Extracting Patient Names, Hospitals, and Drugs with Idyl NLP

In this post we will demonstrate how Idyl NLP can be used to find patient names, hospitals, and names of drugs in natural language text.

A quickly growing use of natural language processing (NLP) exists in the healthcare industry. Recent advancements in technology have made it possible to extract useful and very valuable information from unstructured medical records. This can be used to correlate patient information and look for treatment patterns. From a security perspective, it may be necessary to be able to simply and quickly determine and identify any protected health information (PHI) that may exist in a document for auditing or compliance requirements.

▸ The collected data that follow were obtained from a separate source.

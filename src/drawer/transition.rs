//! Completion handle for a drawer slide.

use std::future::Future;
use std::pin::Pin;
use std::task::{Context, Poll};

use futures::channel::oneshot;
use futures::{ready, FutureExt};

use super::DrawerValue;

/// A drawer slide in flight.
///
/// Resolves with the value the drawer settles on. When the slide is reversed
/// before it completes, this is the final value rather than [`target`].
/// If the drawer state is dropped first, it resolves with [`target`].
///
/// [`target`]: Transition::target
#[derive(Debug)]
#[must_use = "a transition does nothing unless polled or awaited"]
pub struct Transition {
    target: DrawerValue,
    rx: oneshot::Receiver<DrawerValue>,
    /// Value received once the slide settled.
    settled: Option<DrawerValue>,
}

impl Transition {
    /// A transition still waiting on the slide, with the sender that completes it.
    pub(super) fn pending(target: DrawerValue) -> (Self, oneshot::Sender<DrawerValue>) {
        let (tx, rx) = oneshot::channel();
        (
            Self {
                target,
                rx,
                settled: None,
            },
            tx,
        )
    }

    /// A transition that has already settled.
    pub(super) fn settled(value: DrawerValue) -> Self {
        let (transition, tx) = Self::pending(value);
        // The receiver is alive, so this cannot fail.
        let _ = tx.send(value);
        transition
    }

    /// The value requested when the transition started.
    pub fn target(&self) -> DrawerValue {
        self.target
    }

    /// Check for completion without blocking.
    pub fn try_settle(&mut self) -> Option<DrawerValue> {
        if self.settled.is_none() {
            self.settled = match self.rx.try_recv() {
                Ok(value) => value,
                Err(oneshot::Canceled) => Some(self.target),
            };
        }
        self.settled
    }
}

impl Future for Transition {
    type Output = DrawerValue;

    fn poll(mut self: Pin<&mut Self>, cx: &mut Context<'_>) -> Poll<Self::Output> {
        if let Some(value) = self.settled {
            return Poll::Ready(value);
        }

        let target = self.target;
        let value = ready!(self.rx.poll_unpin(cx)).unwrap_or(target);
        self.settled = Some(value);
        Poll::Ready(value)
    }
}
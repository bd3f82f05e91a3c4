//! Keymap help bar UI component.

use crate::ui::ThemeColors;
use ratatui::{layout::Rect, widgets::Paragraph, Frame};

/// Key help for the current drawer state.
pub fn keymap_text(drawer_open: bool) -> &'static str {
    if drawer_open {
        "jk/↑↓:move | Enter/l:open | 1-4:go | m/Tab/Esc:close | q:quit"
    } else {
        "m/Tab:menu | 1-4:go | ?:help | q:quit"
    }
}

/// Draw the keymap help bar.
pub(super) fn draw_keymap(f: &mut Frame<'_>, area: Rect, drawer_open: bool, colors: &ThemeColors) {
    let paragraph = Paragraph::new(keymap_text(drawer_open)).style(colors.accent_style());

    f.render_widget(paragraph, area);
}
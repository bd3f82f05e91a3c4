//! Navdrawer - a terminal application shell with a navigation drawer.

use std::io;
use std::path::PathBuf;
use std::sync::Mutex;
use std::time::Instant;

use anyhow::Result;
use clap::Parser;
use crossterm::{
    event::{self, DisableMouseCapture, EnableMouseCapture, Event},
    execute,
    terminal::{disable_raw_mode, enable_raw_mode, EnterAlternateScreen, LeaveAlternateScreen},
};
use navdrawer::{
    app::App,
    config::ShellConfig,
    input::{key_action, mouse_action},
    router::Route,
    ui::{self, ShellLayout},
};
use ratatui::{backend::CrosstermBackend, Terminal};
use tracing::Level;
use tracing_subscriber::FmtSubscriber;

#[derive(Parser, Debug)]
#[command(name = "navdrawer", version)]
#[command(about = "A terminal application shell with a navigation drawer", long_about = None)]
struct Args {
    /// Enable logging to specified file
    #[arg(long)]
    log: Option<PathBuf>,

    /// Width of the open drawer in columns
    #[arg(long, default_value_t = 30)]
    drawer_width: u16,

    /// Show and hide the drawer without sliding
    #[arg(long)]
    no_animation: bool,

    /// Print a single frame to stdout and exit
    #[arg(long)]
    snapshot: bool,

    /// Screen shown in the snapshot (home, profile, profile2, settings)
    #[arg(long, requires = "snapshot")]
    route: Option<Route>,

    /// Show the drawer open in the snapshot
    #[arg(long, requires = "snapshot")]
    drawer_open: bool,

    /// Snapshot width
    #[arg(long, default_value_t = 80)]
    cols: u16,

    /// Snapshot height
    #[arg(long, default_value_t = 24)]
    rows: u16,
}

fn main() -> Result<()> {
    let args = Args::parse();

    // Set up logging if --log option is provided
    if let Some(log_path) = &args.log {
        let file = std::fs::OpenOptions::new()
            .create(true)
            .write(true)
            .truncate(true)
            .open(log_path)?;
        let subscriber = FmtSubscriber::builder()
            .with_max_level(Level::DEBUG)
            .with_ansi(false)
            .with_writer(Mutex::new(file))
            .finish();
        tracing::subscriber::set_global_default(subscriber)?;
        tracing::info!("Starting Navdrawer");
    }

    let mut config = ShellConfig::default().with_drawer_width(args.drawer_width);
    if args.no_animation {
        config = config.without_animation();
    }

    if args.snapshot {
        let mut app = App::new(config);
        if let Some(route) = args.route {
            app.navigate(route);
        }
        if args.drawer_open {
            app.toggle_drawer();
            app.drawer.settle();
        }
        println!("{}", ui::render_to_string(&app, args.cols, args.rows)?);
        tracing::info!(route = %app.router.active(), "Snapshot written");
        return Ok(());
    }

    // Setup terminal
    enable_raw_mode()?;
    let mut stdout = io::stdout();
    execute!(stdout, EnterAlternateScreen, EnableMouseCapture)?;
    let backend = CrosstermBackend::new(stdout);
    let mut terminal = Terminal::new(backend)?;

    // Run app
    let app = App::new(config);
    let res = run_app(&mut terminal, app);

    // Restore terminal
    disable_raw_mode()?;
    execute!(terminal.backend_mut(), LeaveAlternateScreen, DisableMouseCapture)?;
    terminal.show_cursor()?;

    if let Err(err) = res {
        eprintln!("Error: {}", err);
    }

    if args.log.is_some() {
        tracing::info!("Navdrawer exited");
    }

    Ok(())
}

fn run_app<B: ratatui::backend::Backend>(terminal: &mut Terminal<B>, mut app: App) -> Result<()> {
    let mut last_tick = Instant::now();

    loop {
        let mut layout: Option<ShellLayout> = None;
        terminal.draw(|f| layout = Some(ui::draw(f, &app)))?;

        let tick_rate = app.config.poll_interval(app.is_animating());
        let timeout = tick_rate.saturating_sub(last_tick.elapsed());

        if event::poll(timeout)? {
            let drawer_open = app.drawer.is_open();
            let action = match event::read()? {
                Event::Key(key) => key_action(key, drawer_open),
                Event::Mouse(mouse) => layout
                    .as_ref()
                    .and_then(|layout| mouse_action(mouse, layout, drawer_open)),
                _ => None,
            };

            if let Some(action) = action {
                tracing::debug!(?action, "input");
                app.handle(action);
            }

            if app.should_quit() {
                return Ok(());
            }
        }

        if last_tick.elapsed() >= tick_rate {
            app.on_tick();
            last_tick = Instant::now();
        }
    }
}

Idyl NLP is our opensource NLP library for Java licensed under the business-friendly Apache license, version 2.0. The library provides various NLP capabilities through abstracted interfaces to lower level NLP libraries. The people, places, and things we are concerned with here are patient names, hospitals, and drug names. The goal of Idyl NLP is to provide a powerful, yet easy to use NLP framework.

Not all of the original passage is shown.